In Australia, an affidavit is defined as a written statement made by a person which is sworn or affirmed before a person authorised to administer an oath or affirmation that the contents of the statement are true, as a substitute for oral evidence.

[43] An affidavit must contain statements of fact that are relevant the case of the party who relies on that affidavit. Relevance is the criterion for admissibility, because s.69ZT does not exclude the operation of s.56 of the Evidence Act 1995, which states quite simply:

(1) Except as otherwise provided by this Act, evidence that it relevant in a proceeding is admissible in the proceeding.

(2) Evidence that is not relevant in the proceeding is not admissible.

[44] Whilst it is true that s.69ZT of the Family Law Act 1975 provides at paragraph (1)(c) that Parts 3.2 to Part 3.8, including Part 3.3 which applies to opinion, does not apply, this should not be taken to mean that a deponent to an affidavit can provide a commentary on the proceedings or set out his or her views on what orders the Court should make. It is equally true that the deponent should not set out in the affidavit his or her innermost thoughts about the situation or how he or she reacted emotionally when hearing about certain events.

[45] Such matters cannot be relevant, and if they are not relevant they are not admissible.

[46] As a general principle, a Court will not place a great deal of weight on an affidavit from a close family member giving a ringing endorsement of the Applicant’s or Respondent’s qualities as a parent. Such affidavits are about as useful as a defendant facing sentencing on a criminal charge relying on a character reference from his or her mother.

[47] It is of no evidentiary value whatsoever to fill an affidavit from a relative with hearsay statements from the Applicant about his case, such as:

Mr Baines has disclosed to me that Ms Crabal’s immediate family did not treat Mr Baines with respect.9

Or:

At [Ms Crabal’s] sister’s wedding, Mr Baines was seated at the back table with all the children while every other adult was seated together.

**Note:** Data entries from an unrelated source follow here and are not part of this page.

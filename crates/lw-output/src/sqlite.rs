//! SQLite output backend (feature `sqlite`).
//!
//! Creates `detectors.db` in the configured directory with two tables:
//! `detectors` (one row per announced detector) and `detector_events`.

use std::path::Path;

use lw_core::ObserverId;
use rusqlite::Connection;

use crate::sink::EventSink;
use crate::{EventRecord, OutputError, OutputResult};

/// Writes detector events to an SQLite database, one `INSERT` per event.
pub struct SqliteSink {
    conn:     Connection,
    finished: bool,
}

impl SqliteSink {
    /// Open (or create) `detectors.db` in `dir` and initialise the schema.
    pub fn new(dir: &Path) -> OutputResult<Self> {
        let conn = Connection::open(dir.join("detectors.db"))?;

        conn.execute_batch(
            "PRAGMA journal_mode = WAL;
             PRAGMA synchronous  = NORMAL;
             CREATE TABLE IF NOT EXISTS detectors (
                 id TEXT PRIMARY KEY
             );
             CREATE TABLE IF NOT EXISTS detector_events (
                 detector     TEXT    NOT NULL,
                 time         REAL    NOT NULL,
                 state        TEXT    NOT NULL,
                 vehicle      TEXT    NOT NULL,
                 numerical_id INTEGER NOT NULL,
                 speed        REAL    NOT NULL,
                 length       REAL    NOT NULL,
                 type         TEXT    NOT NULL,
                 attribute    TEXT,
                 value        REAL
             );",
        )?;

        Ok(Self { conn, finished: false })
    }
}

impl EventSink for SqliteSink {
    fn write_prolog(&mut self, detector: &ObserverId) -> OutputResult<()> {
        self.conn.execute(
            "INSERT OR IGNORE INTO detectors (id) VALUES (?1)",
            rusqlite::params![detector.as_str()],
        )?;
        Ok(())
    }

    fn write_event(&mut self, record: &EventRecord) -> OutputResult<()> {
        if self.finished {
            return Err(OutputError::Finished);
        }
        let mut stmt = self.conn.prepare_cached(
            "INSERT INTO detector_events \
             (detector, time, state, vehicle, numerical_id, speed, length, type, attribute, value) \
             VALUES (?1, ?2, ?3, ?4, ?5, ?6, ?7, ?8, ?9, ?10)",
        )?;
        stmt.execute(rusqlite::params![
            record.detector.as_str(),
            record.time,
            record.kind.as_str(),
            record.vehicle,
            record.numerical_id.0 as i64,
            record.speed,
            record.length,
            record.vehicle_type,
            record.attribute.map(|a| a.name),
            record.attribute.map(|a| a.value),
        ])?;
        Ok(())
    }

    fn finish(&mut self) -> OutputResult<()> {
        if self.finished {
            return Ok(());
        }
        self.finished = true;
        self.conn
            .execute_batch("PRAGMA wal_checkpoint(TRUNCATE);")?;
        Ok(())
    }
}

Mr Baines told me that he felt he was there as the baby sitter.10

[48] Endorsements of a party’s qualities in general terms without any detail whatsoever are of little or no evidentiary value, for example:

I believe Mr Baines is able to care for the children full time. He has always been there for the children and I know that he loves, encourages and supports the children. I know that the children mean everything to Mr Baines.11

[49] Documents speak for themselves. The contents of a letter cannot be introduced by statements such as:

Ms Crabal and Mr Baines showed me a letter that Mr Baines had received from his then employer [omitted], I recall the letter said…12

[50] Similarly, it is of no evidentiary value for a deponent to provide the Court with his or her innermost thoughts, such as “On a number of occasions I have being (sic) concerned about Mr Baines’s ability to care for the children“ or “I would be concerned for the children’s wellbeing and safety if they were to return to live with Mr Baines“.13

[51] Another deponent provided evidence of sorts about what she did not do by stating“Despite my observations I did not contact the Police, as I did not want Mr Baines to further verbally abuse Ms Crabal“ or what she could not imagine:

I cannot imagine the trauma that this may have caused Ms Crabal and in particular the children…14

[52] When drafting affidavits, practitioners should consider whether the evidence contained in the affidavit will actually add some strength to the case of their client. Evidence does not become stronger just because the party tells someone else who then faithfully repeats it all in an affidavit.

[53] It should be clear that the opinion of an interested party about a situation is usually not relevant, and if evidence is not relevant it is not admissible. Irrelevant evidence will not be saved even by the most generous interpretation of s.69ZT of the Family Law Act 1975.”